Jerry Fuller (born November 19, 1938) is an American songwriter, singer and record producer.

Biography
Jerry Fuller was born in Fort Worth, Texas, United States, to a musical family. He and his brother Bill performed as a duo in their home state, recording for the local Lin label, before Jerry branched out on his own and began writing his own material. In 1959, he moved to Los Angeles, California, and secured a performing contract with Challenge Records. His rockabilly version of "Tennessee Waltz" made No. 63 on the Billboard Hot 100, and earned him an invitation to appear on American Bandstand.

In 1961, he wrote "Travelin' Man" which was originally intended for Sam Cooke. Ricky Nelson recorded it instead and the record sold six million copies worldwide. Fuller wrote 23 of Nelson's recordings, including the US Top 10 hits "A Wonder Like You", "Young World", and "It's Up to You".

Fuller toured as a featured singer with The Champs, whose other members included Glen Campbell, Jimmy Seals, and Dash Crofts, before a period in the US Army.

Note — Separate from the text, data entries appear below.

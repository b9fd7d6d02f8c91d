//! One signed-in exploration session: durable logging, the visitation grid,
//! rewards and the travelled path, wired together in the order fixes flow
//! through them.

use std::sync::Arc;

use captur_core::{FixError, LocationFix, RawFix};
use captur_grid::{
    CellProperties, Feature, FeatureCollection, FixOutcome, GridSettings, NoProperties, PathTrack,
    VisitationGridManager,
};

use crate::backend::{IdentityCache, RemoteBackend};
use crate::error::{StoreError, TrackingError};
use crate::history::HistoryLoader;
use crate::logger::{DurableLocationLogger, LogOutcome, SyncReport, PENDING_PREFIX};
use crate::reward::RewardCoordinator;
use crate::store::KeyValueStore;
use crate::tracking::{LocationProvider, TrackingController, TrackingState};

/// What [`ExplorationSession::start`] did.
#[derive(Debug, Clone, Copy, PartialEq, Eq)]
pub struct SessionStart {
    pub synced: SyncReport,
    pub history_len: usize,
}

/// What happened to one incoming fix.
#[derive(Debug, Clone, PartialEq)]
pub enum FixReport {
    /// Malformed sample; nothing was logged or processed.
    Rejected(FixError),
    Accepted {
        logged: LogOutcome,
        grid: FixOutcome,
        /// A reward credit went through for this fix.
        rewarded: bool,
    },
}

pub struct ExplorationSession<B, S> {
    logger: DurableLocationLogger<B, S>,
    rewards: RewardCoordinator<B>,
    history_loader: HistoryLoader<B>,
    history_limit: usize,
    grid: VisitationGridManager,
    path: PathTrack,
    /// History waiting for the grid to exist.
    unseeded: Vec<LocationFix>,
}

impl<B: RemoteBackend, S: KeyValueStore> ExplorationSession<B, S> {
    #[must_use]
    pub fn new(
        backend: Arc<B>,
        store: Arc<S>,
        settings: GridSettings,
        history_limit: usize,
    ) -> Self {
        let identity = Arc::new(IdentityCache::new());
        Self {
            logger: DurableLocationLogger::with_identity(
                Arc::clone(&backend),
                store,
                Arc::clone(&identity),
            ),
            rewards: RewardCoordinator::new(Arc::clone(&backend), Arc::clone(&identity)),
            history_loader: HistoryLoader::new(backend, identity),
            history_limit,
            grid: VisitationGridManager::new(settings),
            path: PathTrack::default(),
            unseeded: Vec::new(),
        }
    }

    /// Foreground logger. Clone it to hand the background context its own
    /// handle over the same store.
    #[must_use]
    pub fn logger(&self) -> &DurableLocationLogger<B, S> {
        &self.logger
    }

    #[must_use]
    pub fn grid(&self) -> &VisitationGridManager {
        &self.grid
    }

    /// Drains the queue left by earlier sessions, then loads history for the
    /// path and for seeding once the grid exists.
    pub async fn start(&mut self) -> SessionStart {
        let synced = self.logger.sync_pending().await;
        let history = self.history_loader.fetch_history(self.history_limit).await;
        self.path = PathTrack::from_history(&history);
        let history_len = history.len();
        if self.grid.is_initialized() {
            self.grid.seed_from_history(&history);
        } else {
            self.unseeded = history;
        }
        SessionStart {
            synced,
            history_len,
        }
    }

    /// Runs one raw sample through the pipeline: validate, log durably,
    /// update the grid, reward a newly visited cell.
    pub async fn handle_fix(&mut self, raw: RawFix) -> FixReport {
        let fix = match LocationFix::try_from(raw) {
            Ok(fix) => fix,
            Err(e) => {
                tracing::debug!(error = %e, "ignoring malformed fix");
                return FixReport::Rejected(e);
            }
        };

        let logged = self.logger.log_fix(&fix).await;

        if self.grid.initialize(&fix) {
            let history = std::mem::take(&mut self.unseeded);
            self.grid.seed_from_history(&history);
        }
        let grid = self.grid.process_fix(&fix);
        self.path.push(&fix);

        let rewarded = match grid.cell {
            Some(cell) if grid.newly_visited => self.rewards.on_new_cell_visited(cell).await,
            _ => false,
        };

        FixReport::Accepted {
            logged,
            grid,
            rewarded,
        }
    }

    #[must_use]
    pub fn overlay(&self) -> FeatureCollection<CellProperties> {
        self.grid.overlay_geojson()
    }

    #[must_use]
    pub fn path(&self) -> Feature<NoProperties> {
        self.path.to_geojson()
    }

    /// Syncs pending records, then starts or stops tracking.
    ///
    /// # Errors
    ///
    /// Propagates the controller's [`TrackingError`].
    pub async fn set_tracking<P: LocationProvider>(
        &self,
        controller: &mut TrackingController<P>,
        enabled: bool,
    ) -> Result<TrackingState, TrackingError> {
        self.logger.sync_pending().await;
        if enabled {
            controller.start().await
        } else {
            controller.stop().await?;
            Ok(controller.state())
        }
    }

    /// Ends the session: syncs, then clears local settings. Records that are
    /// still pending after the sync attempt stay on disk for the next session.
    ///
    /// # Errors
    ///
    /// Returns [`StoreError`] if local keys cannot be listed or removed.
    pub async fn sign_out(self) -> Result<SyncReport, StoreError> {
        let report = self.logger.sync_pending().await;
        let store = self.logger.store();
        let mut cleared = 0usize;
        for key in store.list_keys("").await? {
            if key.starts_with(PENDING_PREFIX) {
                continue;
            }
            store.delete(&key).await?;
            cleared += 1;
        }
        tracing::info!(
            cleared,
            still_pending = report.failed,
            "signed out"
        );
        Ok(report)
    }
}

On his return in 1963, Challenge / Four Star moved him to New York City to run its east coast operation. There he discovered a garage band, The Knickerbockers, and produced their 1965 hit "Lies".

In 1967, he moved to Columbia Records as a producer. His first discovery was Gary Puckett and The Union Gap, whom he found in a San Diego bowling alley lounge. He wrote and produced the group's hits "Young Girl" (a UK No. 1), "Lady Willpower", and "Over You", all three written and produced by Fuller. He also produced Mark Lindsay, The Peanut Butter Conspiracy, and O.C. Smith, for whom he produced the hits "The Son of Hickory Holler's Tramp" and "Little Green Apples".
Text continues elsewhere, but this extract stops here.